By 2011, DigitalGlobe’s three-satellite constellation could reach full capacity and the company might very well have revenue greater than $400 million, said Chris Donaghey, a director at SunTrust Robinson Humphrey, who follows DigitalGlobe.
But if a worst-case scenario plays out either during the launch or commissioning phase, and WorldView-2 is damaged or destroyed, it most likely will harm DigitalGlobe’s stock and revenue in the near-term, and not be a long-term hit on the company, Donaghey said.
DigitalGlobe most likely would speed up plans for a WorldView-3 to meet the satellite imaging needs of the U.S. government, a demand that is expected to continue to grow, he said.
“All indications are from the military that they want more of those capabilities, not less,” he said.
Hunger for imagery
In an April 7 memo, Dennis Blair, President Obama’s national intelligence adviser, announced intentions to increase the use of imagery available through U.S. commercial providers — essentially the “duopoly” of DigitalGlobe and the Dulles, Va.-based GeoEye.
GeoEye, which was formed in 2006 through Orbimage Holdings Inc.’s acquisition of Thornton-based Space Imaging, launched its sub half-meter imaging satellite GeoEye-1 in September 2008. GeoEye-2, the company’s next generation satellite that is being designed to discern objects as small as 0.25 meters, is expected to launch in the 2012-2013 time frame.
“DigitalGlobe and GeoEye are the only two companies in the world that operate such capable systems, and it’s really important that both companies do well,” said Mark Brender, a GeoEye spokesman. “Our government has come to rely upon commercial satellite imagery and has a huge appetite for it.”
That appetite, financially, could be a more than $300 million budget for the government’s recently announced EnhancedView program, which set up to be similar to the current imagery contracting program called NextView, said SunTrust’s Donaghey.
“The Department of Defense has been pretty vocal over the past nine months about wanting to buy larger quantities (of images). … I think the positioning of (DigitalGlobe) is very, very good for a constrained budget environment,” he said.
Despite the weakened economy, the satellite industry remains healthy, because of increasing demand for capabilities including high-resolution images and communications, said Daniel Longfield, industry analyst for research firm Frost & Sullivan.
“Because of a lot of different factors, it seems to have been recession-proof compared to other industries over the last two to three years,” Longfield said.
Generally, satellite companies have experienced 20 percent to 24 percent year-over-year increases in revenues during the past five years, he said.

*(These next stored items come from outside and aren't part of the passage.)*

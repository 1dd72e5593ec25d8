//! OS thread wrapper with a startup handshake.
//!
//! `Thread::spawn` does not return until the new thread has published its
//! kernel thread id and installed its name, so the caller can rely on both
//! immediately. Dropping an unjoined `Thread` detaches it.

use std::cell::RefCell;
use std::fmt;
use std::io;
use std::sync::atomic::{AtomicU64, Ordering};
use std::sync::Arc;
use std::thread::JoinHandle;

use log::debug;
use parking_lot::Mutex;

use crate::sync::Semaphore;

/// Errors from spawning or joining a [`Thread`].
#[derive(Debug, thiserror::Error)]
pub enum ThreadError {
    /// The OS refused to create the thread.
    #[error("failed to spawn thread: {0}")]
    Spawn(#[from] io::Error),

    /// The thread terminated by panicking.
    #[error("thread {name} panicked")]
    Panicked {
        /// Name of the thread that panicked.
        name: String,
    },
}

thread_local! {
    static NAME_SLOT: RefCell<Option<Arc<Mutex<String>>>> = RefCell::new(None);
}

fn name_slot() -> Arc<Mutex<String>> {
    NAME_SLOT.with(|slot| {
        let mut slot = slot.borrow_mut();
        if let Some(existing) = slot.as_ref() {
            return Arc::clone(existing);
        }
        let fallback = std::thread::current()
            .name()
            .unwrap_or("unnamed")
            .to_string();
        let created = Arc::new(Mutex::new(fallback));
        *slot = Some(Arc::clone(&created));
        created
    })
}

/// The kernel thread id of the calling thread.
///
/// On Linux this is the value `gettid` returns, which matches what tools
/// like `top -H` display. Elsewhere it is a stable hash of the std thread
/// id.
pub fn os_thread_id() -> u64 {
    #[cfg(target_os = "linux")]
    {
        unsafe { libc::gettid() as u64 }
    }
    #[cfg(not(target_os = "linux"))]
    {
        use std::hash::{Hash, Hasher};
        let mut hasher = std::collections::hash_map::DefaultHasher::new();
        std::thread::current().id().hash(&mut hasher);
        hasher.finish()
    }
}

/// A named OS thread.
///
/// The name is shared with the thread itself: [`Thread::set_current_name`]
/// called inside the thread is visible through [`Thread::name`] on the
/// wrapper.
pub struct Thread {
    handle: Option<JoinHandle<()>>,
    name: Arc<Mutex<String>>,
    os_id: u64,
}

impl Thread {
    /// Spawn a named thread running `callback`.
    ///
    /// Blocks until the new thread is up and has published its identity.
    /// On spawn failure no thread exists and no handle is returned.
    pub fn spawn<F>(callback: F, name: impl Into<String>) -> Result<Self, ThreadError>
    where
        F: FnOnce() + Send + 'static,
    {
        let name = name.into();
        let name = if name.is_empty() {
            "unnamed".to_string()
        } else {
            name
        };

        let shared_name = Arc::new(Mutex::new(name.clone()));
        let ready = Arc::new(Semaphore::new(0));
        let os_id = Arc::new(AtomicU64::new(0));

        let thread_name = Arc::clone(&shared_name);
        let thread_ready = Arc::clone(&ready);
        let thread_os_id = Arc::clone(&os_id);
        let handle = std::thread::Builder::new().name(name).spawn(move || {
            NAME_SLOT.with(|slot| *slot.borrow_mut() = Some(Arc::clone(&thread_name)));
            thread_os_id.store(os_thread_id(), Ordering::Release);
            thread_ready.notify();
            callback();
        })?;

        // Identity is published before the callback starts.
        ready.wait();
        let os_id = os_id.load(Ordering::Acquire);
        debug!("thread {} started (tid {})", shared_name.lock(), os_id);

        Ok(Self {
            handle: Some(handle),
            name: shared_name,
            os_id,
        })
    }

    /// The thread's current name.
    pub fn name(&self) -> String {
        self.name.lock().clone()
    }

    /// The thread's kernel id, recorded during the startup handshake.
    pub fn os_id(&self) -> u64 {
        self.os_id
    }

    /// Wait for the thread to finish.
    ///
    /// A panic inside the thread surfaces as [`ThreadError::Panicked`].
    pub fn join(mut self) -> Result<(), ThreadError> {
        let Some(handle) = self.handle.take() else {
            return Ok(());
        };
        handle
            .join()
            .map_err(|_| ThreadError::Panicked { name: self.name() })
    }

    /// The name of the calling thread.
    pub fn current_name() -> String {
        name_slot().lock().clone()
    }

    /// Rename the calling thread. Empty names are ignored.
    ///
    /// For threads created through [`Thread::spawn`] the new name is also
    /// visible on the wrapper object.
    pub fn set_current_name(name: impl Into<String>) {
        let name = name.into();
        if name.is_empty() {
            return;
        }
        *name_slot().lock() = name;
    }
}

impl Drop for Thread {
    fn drop(&mut self) {
        if self.handle.take().is_some() {
            debug!("thread {} detached", self.name());
        }
    }
}

impl fmt::Debug for Thread {
    fn fmt(&self, f: &mut fmt::Formatter<'_>) -> fmt::Result {
        f.debug_struct("Thread")
            .field("name", &self.name())
            .field("os_id", &self.os_id)
            .finish()
    }
}

#[cfg(test)]
mod tests {
    use super::*;
    use std::time::Duration;

    #[test]
    fn handshake_publishes_identity() {
        let thread = Thread::spawn(
            || {
                assert_eq!(Thread::current_name(), "handshake");
            },
            "handshake",
        )
        .unwrap();
        assert_eq!(thread.name(), "handshake");
        assert_ne!(thread.os_id(), 0);
        thread.join().unwrap();
    }

    #[test]
    fn counter_under_mutex_across_threads() {
        let counter = Arc::new(Mutex::new(0u64));
        let mut threads = Vec::new();
        for i in 0..5 {
            let counter = Arc::clone(&counter);
            threads.push(
                Thread::spawn(
                    move || {
                        for _ in 0..10_000 {
                            *counter.lock() += 1;
                        }
                    },
                    format!("count-{i}"),
                )
                .unwrap(),
            );
        }
        for thread in threads {
            thread.join().unwrap();
        }
        assert_eq!(*counter.lock(), 50_000);
    }

    #[test]
    fn rename_is_visible_on_the_wrapper() {
        let renamed = Arc::new(Semaphore::new(0));
        let proceed = Arc::new(Semaphore::new(0));
        let renamed_tx = Arc::clone(&renamed);
        let proceed_rx = Arc::clone(&proceed);
        let thread = Thread::spawn(
            move || {
                Thread::set_current_name("after");
                renamed_tx.notify();
                proceed_rx.wait();
            },
            "before",
        )
        .unwrap();
        renamed.wait();
        assert_eq!(thread.name(), "after");
        proceed.notify();
        thread.join().unwrap();
    }

    #[test]
    fn join_reports_panics() {
        let thread = Thread::spawn(|| panic!("boom"), "panicker").unwrap();
        match thread.join() {
            Err(ThreadError::Panicked { name }) => assert_eq!(name, "panicker"),
            other => panic!("expected panic report, got {other:?}"),
        }
    }

    #[test]
    fn drop_detaches() {
        let finished = Arc::new(Semaphore::new(0));
        let finished_tx = Arc::clone(&finished);
        let thread = Thread::spawn(
            move || {
                std::thread::sleep(Duration::from_millis(10));
                finished_tx.notify();
            },
            "detached",
        )
        .unwrap();
        drop(thread);
        finished.wait();
    }
}
impl SchedulerHandle {
    /// The scheduler's name.
    pub fn name(&self) -> &str {
        &self.shared.name
    }

    /// Submit a callback to run on any worker.
    pub fn schedule<F>(&self, callback: F)
    where
        F: FnOnce() + Send + 'static,
    {
        self.shared
            .push(ScheduledTask::from_callback(Box::new(callback), None));
    }

    /// Submit a callback pinned to the worker at `worker` index.
    ///
    /// An out-of-range index is logged and treated as unpinned.
    pub fn schedule_to<F>(&self, callback: F, worker: usize)
    where
        F: FnOnce() + Send + 'static,
    {
        let affinity = self.shared.clamp_affinity(worker);
        self.shared
            .push(ScheduledTask::from_callback(Box::new(callback), affinity));
    }

    /// Submit a fiber. Only fibers that have never been resumed are
    /// accepted; anything else is rejected and dropped.
    pub fn schedule_fiber(&self, fiber: Fiber) -> Result<(), SchedulerError> {
        if fiber.state() != FiberState::Init {
            return Err(SchedulerError::FiberNotStartable {
                id: fiber.id(),
                state: fiber.state(),
            });
        }
        self.shared.push(ScheduledTask::from_fiber(fiber, None));
        Ok(())
    }

    /// Submit a batch of callbacks with a single wakeup decision.
    pub fn schedule_batch<I>(&self, callbacks: I)
    where
        I: IntoIterator,
        I::Item: FnOnce() + Send + 'static,
    {
        if self.shared.stopping.load(Ordering::Acquire) {
            warn!(
                "scheduler {}: batch scheduled after stop; dropping it",
                self.shared.name
            );
            return;
        }
        let was_empty = {
            let mut queue = self.shared.queue.lock();
            let was_empty = queue.is_empty();
            for callback in callbacks {
                queue.push_back(ScheduledTask::from_callback(Box::new(callback), None));
            }
            was_empty && !queue.is_empty()
        };
        if was_empty {
            self.shared.tickle();
        }
    }
}
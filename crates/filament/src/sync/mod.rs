//! Synchronization primitives for OS threads.
//!
//! The lock module provides one locking contract over several strategies
//! (parking, spinning, compare-and-swap, no-op) plus a read-write lock.
//! The semaphore module provides a counting semaphore used for startup
//! handshakes and test sequencing.

pub mod lock;
pub mod semaphore;

pub use lock::{CasLock, Mutex, NullLock, RawLock, RwLock, ScopedLock, SpinLock};
pub use semaphore::Semaphore;
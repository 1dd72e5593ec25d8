//! Filament: stackful fibers and an N:M cooperative scheduler.
//!
//! This crate provides user-level cooperative multitasking:
//! - **Fibers**: stackful coroutines with explicit yield points (`fiber` module)
//! - **Scheduler**: callbacks and fibers over a worker thread pool (`scheduler` module)
//! - **Threads**: a named OS-thread wrapper with a startup handshake (`thread` module)
//! - **Sync**: lock strategies and a counting semaphore (`sync` module)
//! - **Config**: a typed configuration store with change listeners (`config` module)
//!
//! # Example
//!
//! ```rust,ignore
//! use filament::Scheduler;
//!
//! let mut scheduler = Scheduler::new(4, false, "pool");
//! scheduler.start();
//! scheduler.schedule(|| {
//!     println!("running on a worker");
//! });
//! scheduler.stop();
//! ```

#![warn(missing_docs)]
#![warn(rust_2018_idioms)]

// ============================================================================
// Core Modules
// ============================================================================

/// Typed configuration store with change notification
pub mod config;

/// Stackful fibers: creation, switching, and lifecycle
pub mod fiber;

/// N:M scheduler over a worker thread pool
pub mod scheduler;

/// Locks and semaphores for OS threads
pub mod sync;

/// Named OS-thread wrapper with a startup handshake
pub mod thread;

// ============================================================================
// Re-exports
// ============================================================================

pub use config::{Config, ConfigError, ConfigValue, ConfigVar};
pub use fiber::{
    current_fiber_id, total_fibers, yield_hold, yield_ready, Fiber, FiberError, FiberRef,
    FiberState,
};
pub use scheduler::{Scheduler, SchedulerError, SchedulerHandle};
pub use sync::{CasLock, Mutex, NullLock, RawLock, RwLock, ScopedLock, Semaphore, SpinLock};
pub use thread::{os_thread_id, Thread, ThreadError};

“I would expect that to continue,” he said.
Also expected is for both DigitalGlobe and GeoEye to move their technologies from the “black world of intelligence to the white world of commerce,” GeoEye’s Brender said.

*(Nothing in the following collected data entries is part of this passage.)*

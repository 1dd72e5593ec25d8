//! Locking strategies behind a single contract.
//!
//! `RawLock` is the contract; `Mutex`, `SpinLock`, `CasLock` and `NullLock`
//! are the strategies. `ScopedLock` is the guard that releases on every exit
//! path. Code that needs to swap strategies takes a generic `L: RawLock`
//! parameter rather than a trait object, so the choice is resolved at
//! compile time.

use std::hint::spin_loop;
use std::sync::atomic::{AtomicBool, Ordering};

use parking_lot::lock_api::RawMutex as _;

/// A raw lock: acquire and release with no data attached.
///
/// All strategies are usable from multiple threads through a shared
/// reference. Pair acquisition with [`ScopedLock`] so release cannot be
/// forgotten.
pub trait RawLock {
    /// Block until the lock is acquired.
    fn lock(&self);

    /// Try to acquire the lock without blocking. Returns `true` on success.
    fn try_lock(&self) -> bool;

    /// Release the lock.
    ///
    /// # Safety
    ///
    /// The calling thread must currently hold the lock.
    unsafe fn unlock(&self);
}

/// A blocking mutual-exclusion lock. Parks the thread while contended.
pub struct Mutex {
    raw: parking_lot::RawMutex,
}

impl Mutex {
    /// Create an unlocked mutex.
    pub const fn new() -> Self {
        Self {
            raw: parking_lot::RawMutex::INIT,
        }
    }
}

impl Default for Mutex {
    fn default() -> Self {
        Self::new()
    }
}

impl RawLock for Mutex {
    fn lock(&self) {
        self.raw.lock();
    }

    fn try_lock(&self) -> bool {
        self.raw.try_lock()
    }

    unsafe fn unlock(&self) {
        self.raw.unlock();
    }
}

/// A busy-waiting lock. Suited to critical sections of a few instructions;
/// under longer contention it burns the CPU that `Mutex` would yield.
#[derive(Default)]
pub struct SpinLock {
    locked: AtomicBool,
}

impl SpinLock {
    /// Create an unlocked spin lock.
    pub const fn new() -> Self {
        Self {
            locked: AtomicBool::new(false),
        }
    }
}

impl RawLock for SpinLock {
    fn lock(&self) {
        while self.locked.swap(true, Ordering::Acquire) {
            while self.locked.load(Ordering::Relaxed) {
                spin_loop();
            }
        }
    }

    fn try_lock(&self) -> bool {
        !self.locked.swap(true, Ordering::Acquire)
    }

    unsafe fn unlock(&self) {
        self.locked.store(false, Ordering::Release);
    }
}

/// A lock acquired with a compare-exchange loop.
#[derive(Default)]
pub struct CasLock {
    locked: AtomicBool,
}

impl CasLock {
    /// Create an unlocked CAS lock.
    pub const fn new() -> Self {
        Self {
            locked: AtomicBool::new(false),
        }
    }
}

impl RawLock for CasLock {
    fn lock(&self) {
        while self
            .locked
            .compare_exchange_weak(false, true, Ordering::Acquire, Ordering::Relaxed)
            .is_err()
        {
            spin_loop();
        }
    }

    fn try_lock(&self) -> bool {
        self.locked
            .compare_exchange(false, true, Ordering::Acquire, Ordering::Relaxed)
            .is_ok()
    }

    unsafe fn unlock(&self) {
        self.locked.store(false, Ordering::Release);
    }
}

/// A lock that never blocks. For single-threaded configurations where the
/// locking overhead is not wanted; it provides no exclusion.
#[derive(Default)]
pub struct NullLock;

impl NullLock {
    /// Create a null lock.
    pub const fn new() -> Self {
        Self
    }
}

impl RawLock for NullLock {
    fn lock(&self) {}

    fn try_lock(&self) -> bool {
        true
    }

    unsafe fn unlock(&self) {}
}

/// RAII guard over any [`RawLock`]. Acquires on construction, releases on
/// drop, including during unwinding.
pub struct ScopedLock<'a, L: RawLock> {
    lock: &'a L,
}

impl<'a, L: RawLock> ScopedLock<'a, L> {
    /// Acquire `lock`, blocking until it is held.
    pub fn new(lock: &'a L) -> Self {
        lock.lock();
        Self { lock }
    }

    /// Acquire `lock` without blocking; `None` if it is contended.
    pub fn try_new(lock: &'a L) -> Option<Self> {
        if lock.try_lock() {
            Some(Self { lock })
        } else {
            None
        }
    }
}

impl<L: RawLock> Drop for ScopedLock<'_, L> {
    fn drop(&mut self) {
        // The guard's existence proves the lock is held.
        unsafe { self.lock.unlock() };
    }
}

/// A reader-writer lock with guard-based access.
///
/// Any number of readers share the lock; a writer excludes everyone.
pub struct RwLock<T> {
    inner: parking_lot::RwLock<T>,
}

impl<T> RwLock<T> {
    /// Create a lock wrapping `value`.
    pub fn new(value: T) -> Self {
        Self {
            inner: parking_lot::RwLock::new(value),
        }
    }

    /// Acquire shared read access.
    pub fn read(&self) -> parking_lot::RwLockReadGuard<'_, T> {
        self.inner.read()
    }

    /// Acquire exclusive write access.
    pub fn write(&self) -> parking_lot::RwLockWriteGuard<'_, T> {
        self.inner.write()
    }

    /// Try to acquire read access without blocking.
    pub fn try_read(&self) -> Option<parking_lot::RwLockReadGuard<'_, T>> {
        self.inner.try_read()
    }

    /// Try to acquire write access without blocking.
    pub fn try_write(&self) -> Option<parking_lot::RwLockWriteGuard<'_, T>> {
        self.inner.try_write()
    }

    /// Consume the lock and return the wrapped value.
    pub fn into_inner(self) -> T {
        self.inner.into_inner()
    }
}

impl<T: Default> Default for RwLock<T> {
    fn default() -> Self {
        Self::new(T::default())
    }
}

#[cfg(test)]
mod tests {
    use super::*;
    use std::sync::atomic::AtomicU64;
    use std::sync::Arc;
    use std::thread;

    // A non-atomic read-modify-write under the lock; lost updates show up
    // as a short count.
    fn hammer<L: RawLock + Send + Sync + 'static>(lock: Arc<L>, counter: Arc<AtomicU64>) {
        let mut handles = Vec::new();
        for _ in 0..4 {
            let lock = Arc::clone(&lock);
            let counter = Arc::clone(&counter);
            handles.push(thread::spawn(move || {
                for _ in 0..1000 {
                    let _guard = ScopedLock::new(&*lock);
                    let value = counter.load(Ordering::Relaxed);
                    counter.store(value + 1, Ordering::Relaxed);
                }
            }));
        }
        for handle in handles {
            handle.join().unwrap();
        }
    }

    #[test]
    fn mutex_excludes() {
        let counter = Arc::new(AtomicU64::new(0));
        hammer(Arc::new(Mutex::new()), Arc::clone(&counter));
        assert_eq!(counter.load(Ordering::Relaxed), 4000);
    }

    #[test]
    fn spin_lock_excludes() {
        let counter = Arc::new(AtomicU64::new(0));
        hammer(Arc::new(SpinLock::new()), Arc::clone(&counter));
        assert_eq!(counter.load(Ordering::Relaxed), 4000);
    }

    #[test]
    fn cas_lock_excludes() {
        let counter = Arc::new(AtomicU64::new(0));
        hammer(Arc::new(CasLock::new()), Arc::clone(&counter));
        assert_eq!(counter.load(Ordering::Relaxed), 4000);
    }

    #[test]
    fn try_lock_fails_while_held() {
        let lock = SpinLock::new();
        let guard = ScopedLock::new(&lock);
        assert!(!lock.try_lock());
        drop(guard);
        assert!(lock.try_lock());
        unsafe { lock.unlock() };
    }

    #[test]
    fn try_new_contended() {
        let lock = Mutex::new();
        let guard = ScopedLock::new(&lock);
        assert!(ScopedLock::try_new(&lock).is_none());
        drop(guard);
        assert!(ScopedLock::try_new(&lock).is_some());
    }

    #[test]
    fn null_lock_always_succeeds() {
        let lock = NullLock::new();
        assert!(lock.try_lock());
        assert!(lock.try_lock());
        let _guard = ScopedLock::new(&lock);
    }

    #[test]
    fn rw_lock_readers_share() {
        let lock = RwLock::new(7);
        let a = lock.read();
        let b = lock.read();
        assert_eq!(*a, 7);
        assert_eq!(*b, 7);
        assert!(lock.try_write().is_none());
        drop(a);
        drop(b);
        *lock.write() = 8;
        assert_eq!(*lock.read(), 8);
    }
}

Both companies already have dipped their toes into the market: DigitalGlobe’s images are used by the likes of Google, Microsoft and Nokia; GeoEye’s are used by Google, and in industries such as oil and gas and real estate.
WorldView-2 will place DigitalGlobe in a solid position to further capitalize on the growing interest of the private sector by allowing it to provide “more images, better, faster and cheaper,” said Higgins, company spokeswoman.
But for now, the commercial business is only a small part of the industry, said James McIlree, director of research for finance adviser group Collins Stewart.
“I think that’s one of the interesting things about this industry, they’re searching for applications that would be relevant,” he said. “There haven’t been any killer applications out there.”
Both DigitalGlobe and GeoEye remain bullish that will change. GeoEye’s Brender likened the potential growth to looking through a pair of binoculars and having a desire to see farther and have a sharper image.
“Everyone wants to see and know more,” he said.
Thursday’s activities at Vandenberg, Higgins said, should help that need.